Title: Seteria viridis as a model for pathogen resistance in the Poaceae

item Hunter, Charles
item Christensen, Shawn
item Rering, Caitlin
item Block, Anna
item Alborn, Hans

Submitted to: Meeting Abstract
Publication Type: Abstract Only
Publication Acceptance Date: 3/12/2017
Publication Date: N/A
Citation: N/A

Interpretive Summary:

Technical Abstract: Seteria viridis is an effective model system for functional genetics in the C4 Poaceae grasses, which include important crops like maize, sorghum, and sugar cane. The small genome size, short stature, rapid life cycle, and the availability of genetic transformation protocols, make Seteria an attractive organism for molecular genetic studies. Here we assess the strength of Seteria as a model for studying fungal resistance in C4 grasses by comparing the chemical defense responses between Seteria and maize during pathogen infection. Chemical defenses amongst even closely-related plant species often vary widely.
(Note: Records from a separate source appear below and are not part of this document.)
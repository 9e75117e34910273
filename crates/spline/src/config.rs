use serde::{Deserialize, Serialize};
use thiserror::Error;

use crate::cubic::MIN_SAMPLES;

/// Refinement settings for adaptive spline fitting.
///
/// An interval is refined while its midpoint error exceeds
/// `atol + rtol * |y|`. The initial grid has `nbase` evenly spaced points and
/// refinement stops before the sample count would exceed `max_points`.
#[derive(Debug, Clone, Copy, PartialEq, Serialize, Deserialize)]
#[serde(default, deny_unknown_fields)]
pub struct Config {
    pub atol: f64,
    pub rtol: f64,
    pub nbase: usize,
    pub max_points: usize,
}

/// Errors that can occur when validating an adaptive spline config.
#[derive(Debug, Error, Clone, Copy, PartialEq, Eq)]
pub enum ConfigError {
    #[error("atol must be finite and non-negative")]
    Atol,

    #[error("rtol must be finite and non-negative")]
    Rtol,

    #[error("atol and rtol cannot both be zero")]
    ZeroTol,

    #[error("nbase must be at least 3")]
    Nbase,

    #[error("max_points must allow at least one refinement round (>= 2 * nbase - 1)")]
    MaxPoints,
}

impl Default for Config {
    fn default() -> Self {
        Self {
            atol: 1e-6,
            rtol: 1e-6,
            nbase: 17,
            max_points: 2049,
        }
    }
}

impl Config {
    /// Creates a validated config.
    ///
    /// # Errors
    ///
    /// Returns an error if the settings fail [`Config::validate`].
    pub fn new(atol: f64, rtol: f64, nbase: usize, max_points: usize) -> Result<Self, ConfigError> {
        let config = Self {
            atol,
            rtol,
            nbase,
            max_points,
        };
        config.validate()?;
        Ok(config)
    }

    /// Validates tolerances and sample counts.
    ///
    /// # Errors
    ///
    /// Returns an error if a tolerance is negative or non-finite, both
    /// tolerances are zero, `nbase` is below the cubic minimum, or
    /// `max_points` leaves no room to refine the initial grid.
    pub fn validate(&self) -> Result<(), ConfigError> {
        if !self.atol.is_finite() || self.atol < 0.0 {
            return Err(ConfigError::Atol);
        }
        if !self.rtol.is_finite() || self.rtol < 0.0 {
            return Err(ConfigError::Rtol);
        }
        if self.atol == 0.0 && self.rtol == 0.0 {
            return Err(ConfigError::ZeroTol);
        }
        if self.nbase < MIN_SAMPLES {
            return Err(ConfigError::Nbase);
        }
        if self.max_points < 2 * self.nbase - 1 {
            return Err(ConfigError::MaxPoints);
        }
        Ok(())
    }

    /// Returns the error allowed at a point where the true value is `y`.
    pub(crate) fn tolerance(&self, y: f64) -> f64 {
        self.atol + self.rtol * y.abs()
    }
}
This is especially true for antimicrobial secondary metabolites such as the terpenoid phytoalexins and benzoxazinoids, some of which have only been identified in a single plant species. It is therefore imperative that we understand the similarities and differences between our primary species of interest and a proposed model species for conducting functional genetics. Here we tested whether the common maize pathogen, Cochliobolus heterostrophus (Southern Leaf Blight, SLB) would also infect Seteria. Under controlled conditions, SLB showed similar growth and infection rates on Seteria and maize. Using this system, we measured defense-related phytohormones and diverse direct defense metabolites in SLB-infected tissues of Seteria and maize. Here we discuss the similarities and differences in chemical defense responses to pathogen infection. Our findings suggest that Seteria will provide an effective model species for conducting functional genetics on many of the chemical defense pathways we examined. Funding acknowledgement: United States Department of Agriculture (USDA)